En attendant, les arènes ont retrouvé cette année la production bien connue de Turandot, imaginée par Franco Zeffirelli dès 1987 et présentée sur différentes scènes comme en DVD. C’est là l’une des productions les plus réussies de l’ancien assistant de Luchino Visconti, qui joue de la monumentalité des lieux avec un faste cinématographique proche des grandes fresques de D. W. Griffith. Autant l’importance du nombre de choristes que l’ajout de figurants, danseurs et acrobates en imposent tout du long, Zeffirelli ayant la bonne idée de donner du volume en étageant admirablement la scène monumentale. Cela lui permet d’opposer la vitalité du peuple en contrebas avec les poses plus hiératiques de l’Empereur et son entourage, tout en nous régalant d’un festival de couleurs dans les parties festives. La scénographie ne lésine ainsi sur aucun détail, des fanions aux armes exotiques, en passant par ombrelles et éventails pour les courtisanes. Les hôtesses doivent plusieurs fois intervenir pour empêcher le public de prendre photos ou vidéos, notamment lorsque la Pagode dorée est dévoilée, sous les applaudissements ravis de l’assistance.

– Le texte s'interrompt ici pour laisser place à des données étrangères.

//! Accounts, sign-in state and the current-user change stream.
//!
//! [`Auth`] is the authentication service. It keeps the signed-in profile in
//! a `watch` channel so any part of the app can follow sign-in and sign-out,
//! and persists the session in the store so later invocations stay signed in.
//! Code that needs the user receives a [`Session`] snapshot explicitly.

use chrono::{DateTime, Utc};
use serde::{Deserialize, Serialize};
use tokio::sync::watch;
use tracing::{debug, info, warn};

use crate::chat::ChatUser;
use crate::device::{Notifier, Place, UNSPECIFIED_ZONE};
use crate::error::{Error, Result};
use crate::report::Coordinates;
use crate::storage::SharedStorage;
use crate::validation::{validate_sign_in, validate_sign_up};

/// A registered community member.
#[derive(Debug, Clone, PartialEq, Serialize, Deserialize)]
pub struct UserProfile {
    /// Stable user id.
    pub uid: String,
    /// Sign-in email, stored lowercase.
    pub email: String,
    /// Name shown in chat and on reports.
    pub display_name: String,
    /// Chat zone, `"<city> - <district>"`.
    pub zone: String,
    /// Push token of the device last signed in.
    #[serde(skip_serializing_if = "Option::is_none")]
    pub push_token: Option<String>,
    /// Position at registration time.
    #[serde(skip_serializing_if = "Option::is_none")]
    pub home: Option<Coordinates>,
    /// When the account was created.
    pub created_at: DateTime<Utc>,
}

impl UserProfile {
    /// This user as a chat author.
    #[must_use]
    pub fn chat_user(&self) -> ChatUser {
        ChatUser::new(self.uid.clone(), self.display_name.clone())
    }
}

/// Salted password digest.
#[derive(Debug, Clone, PartialEq, Eq)]
pub struct Credentials {
    /// Random per-user salt.
    pub salt: String,
    /// BLAKE3 hex digest of salt and password.
    pub digest: String,
}

impl Credentials {
    /// Derive credentials for a new password with a fresh salt.
    #[must_use]
    pub fn derive(password: &str) -> Self {
        Self::with_salt(uuid::Uuid::new_v4().simple().to_string(), password)
    }

    /// Derive credentials with a known salt.
    #[must_use]
    pub fn with_salt(salt: String, password: &str) -> Self {
        let mut hasher = blake3::Hasher::new();
        hasher.update(salt.as_bytes());
        hasher.update(b":");
        hasher.update(password.as_bytes());
        let digest = hasher.finalize().to_hex().to_string();
        Self { salt, digest }
    }

    /// Whether `password` produces the stored digest.
    #[must_use]
    pub fn verify(&self, password: &str) -> bool {
        let candidate = Self::with_salt(self.salt.clone(), password);
        candidate.digest == self.digest
    }
}

/// The registration form.
#[derive(Debug, Clone, Default, PartialEq, Eq)]
pub struct SignUpForm {
    /// Display name.
    pub name: String,
    /// Email address.
    pub email: String,
    /// Password.
    pub password: String,
    /// Password repeated.
    pub confirm_password: String,
}

/// Snapshot of who is signed in.
#[derive(Debug, Clone, Default, PartialEq)]
pub struct Session {
    user: Option<UserProfile>,
}

impl Session {
    /// Create a session snapshot.
    #[must_use]
    pub fn new(user: Option<UserProfile>) -> Self {
        Self { user }
    }

    /// The signed-in user, if any.
    #[must_use]
    pub fn current(&self) -> Option<&UserProfile> {
        self.user.as_ref()
    }

    /// Whether someone is signed in.
    #[must_use]
    pub fn is_signed_in(&self) -> bool {
        self.user.is_some()
    }

    /// The signed-in user.
    ///
    /// # Errors
    ///
    /// Returns `Error::NotSignedIn` when nobody is signed in.
    pub fn require_user(&self) -> Result<&UserProfile> {
        self.user.as_ref().ok_or(Error::NotSignedIn)
    }

    /// The user's chat zone, or `default` when signed out or unassigned.
    #[must_use]
    pub fn zone(&self, default: &str) -> String {
        self.user
            .as_ref()
            .map(|u| u.zone.trim())
            .filter(|z| !z.is_empty())
            .unwrap_or(default)
            .to_string()
    }
}

fn normalize_email(email: &str) -> String {
    email.trim().to_lowercase()
}

/// Authentication service over the local store.
#[derive(Debug)]
pub struct Auth {
    storage: SharedStorage,
    current: watch::Sender<Option<UserProfile>>,
}

impl Auth {
    /// Create the service. Nobody is signed in until [`Auth::restore`] or
    /// [`Auth::sign_in`] succeeds.
    #[must_use]
    pub fn new(storage: SharedStorage) -> Self {
        let (current, _) = watch::channel(None);
        Self { storage, current }
    }

    /// Follow sign-in and sign-out.
    #[must_use]
    pub fn changes(&self) -> watch::Receiver<Option<UserProfile>> {
        self.current.subscribe()
    }

    /// Snapshot of the current session.
    #[must_use]
    pub fn session(&self) -> Session {
        Session::new(self.current.borrow().clone())
    }

    fn publish(&self, user: Option<UserProfile>) {
        self.current.send_replace(user);
    }

    /// Load the session persisted by a previous sign-in.
    ///
    /// # Errors
    ///
    /// Returns an error if the store cannot be read.
    pub async fn restore(&self) -> Result<Session> {
        let storage = self.storage.lock().await;
        let user = match storage.session_uid()? {
            Some(uid) => {
                let user = storage.user_by_uid(&uid)?;
                if user.is_none() {
                    warn!(uid = %uid, "Persisted session points at a missing user, clearing");
                    storage.clear_session()?;
                }
                user
            }
            None => None,
        };
        drop(storage);

        debug!(signed_in = user.is_some(), "Restored session");
        self.publish(user.clone());
        Ok(Session::new(user))
    }

    /// Create an account.
    ///
    /// With a located `place`, the zone is derived from it and the position
    /// is kept as the user's home; otherwise the zone is `Unspecified`. The
    /// new user is not signed in.
    ///
    /// # Errors
    ///
    /// Returns the first validation error of the form, or `Error::EmailTaken`.
    pub async fn sign_up(
        &self,
        form: &SignUpForm,
        location: Option<(Coordinates, Place)>,
    ) -> Result<UserProfile> {
        let email = normalize_email(&form.email);
        validate_sign_up(&form.name, &email, &form.password, &form.confirm_password)
            .into_result()?;

        let (zone, home) = match location {
            Some((coords, place)) => (place.zone(), Some(coords)),
            None => (UNSPECIFIED_ZONE.to_string(), None),
        };

        let profile = UserProfile {
            uid: uuid::Uuid::new_v4().to_string(),
            email,
            display_name: form.name.trim().to_string(),
            zone,
            push_token: None,
            home,
            created_at: Utc::now(),
        };

        let storage = self.storage.lock().await;
        if storage.user_by_email(&profile.email)?.is_some() {
            return Err(Error::EmailTaken {
                email: profile.email,
            });
        }
        storage.insert_user(&profile, &Credentials::derive(&form.password))?;

        info!(uid = %profile.uid, zone = %profile.zone, "Registered user");
        Ok(profile)
    }

    /// Sign in and remember the session.
    ///
    /// The device push token is attached to the profile when it changed.
    ///
    /// # Errors
    ///
    /// Returns a validation error for a malformed form, or
    /// `Error::AuthFailed` when the email or password is wrong.
    pub async fn sign_in(
        &self,
        email: &str,
        password: &str,
        notifier: &dyn Notifier,
    ) -> Result<UserProfile> {
        let email = normalize_email(email);
        validate_sign_in(&email, password).into_result()?;

        let found = self.storage.lock().await.credentials(&email)?;
        let Some((mut profile, credentials)) = found else {
            debug!("Sign-in for unknown email");
            return Err(Error::AuthFailed);
        };
        if !credentials.verify(password) {
            debug!(uid = %profile.uid, "Sign-in with wrong password");
            return Err(Error::AuthFailed);
        }

        let token = match notifier.device_token().await {
            Ok(token) => Some(token),
            Err(e) => {
                warn!(error = %e, "No push token, notifications disabled for this session");
                None
            }
        };

        let storage = self.storage.lock().await;
        if let Some(token) = token {
            if profile.push_token.as_deref() != Some(token.as_str()) {
                storage.update_push_token(&profile.uid, &token)?;
                profile.push_token = Some(token);
            }
        }
        storage.set_session_uid(&profile.uid)?;
        drop(storage);

        info!(uid = %profile.uid, "Signed in");
        self.publish(Some(profile.clone()));
        Ok(profile)
    }

    /// Sign out and forget the persisted session.
    ///
    /// # Errors
    ///
    /// Returns an error if the store cannot be written.
    pub async fn sign_out(&self) -> Result<()> {
        self.storage.lock().await.clear_session()?;
        info!("Signed out");
        self.publish(None);
        Ok(())
    }

    /// Move the signed-in user to another chat zone.
    ///
    /// # Errors
    ///
    /// Returns `Error::NotSignedIn` when nobody is signed in, or a validation
    /// error for a blank zone.
    pub async fn set_zone(&self, zone: &str) -> Result<UserProfile> {
        let mut profile = self.session().require_user()?.clone();
        let zone = zone.trim();
        if zone.is_empty() {
            return Err(Error::validation("zone", "Zone cannot be empty"));
        }

        self.storage.lock().await.update_zone(&profile.uid, zone)?;
        profile.zone = zone.to_string();
        self.publish(Some(profile.clone()));
        Ok(profile)
    }
}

Ce spectacle traditionnel et respectueux de l’ouvrage reste idéal pour les spectateurs qui découvrent Turandot, tandis que les habitués de mises en scène plus audacieuses (voir notamment la récente relecture de Daniel Kramer à Genève) auront l’impression de faire un voyage dans le temps, au parfum un rien régressif. Le plateau vocal réuni pour cette dernière représentation (le festival ayant l’habitude de proposer différents chanteurs selon les dates) apporte son lot de satisfactions, sans soulever l’enthousiasme pour autant. On aime ainsi le solide Calaf de Yonghoon Lee, qui porte son lourd rôle avec une belle vaillance, autour de phrasés toujours harmonieux et bien projetés. A ses côtés, Oksana Dyka (Turandot) impose la noirceur de son expressivité, faisant évoluer la dureté de ses intonations en phase avec l’humanisation de son personnage. Petite voix, Ruth Iniesta (Liù) assure l’essentiel malgré une émission parfois instable, au léger vibrato. Elle est toutefois grandement applaudie par le public, manifestement touché par la finesse de son interprétation. On note encore les prestations superlatives de Biagio Pizzuti (Ping), Riccardo Rados (Pang) et Matteo Mezzaro (Pong), très investis dans leurs intermèdes comiques, tandis que Giuliano Carella dirige toutes ses troupes – chœur et orchestre – avec une belle maestria, attentif à chaque détail tout du long.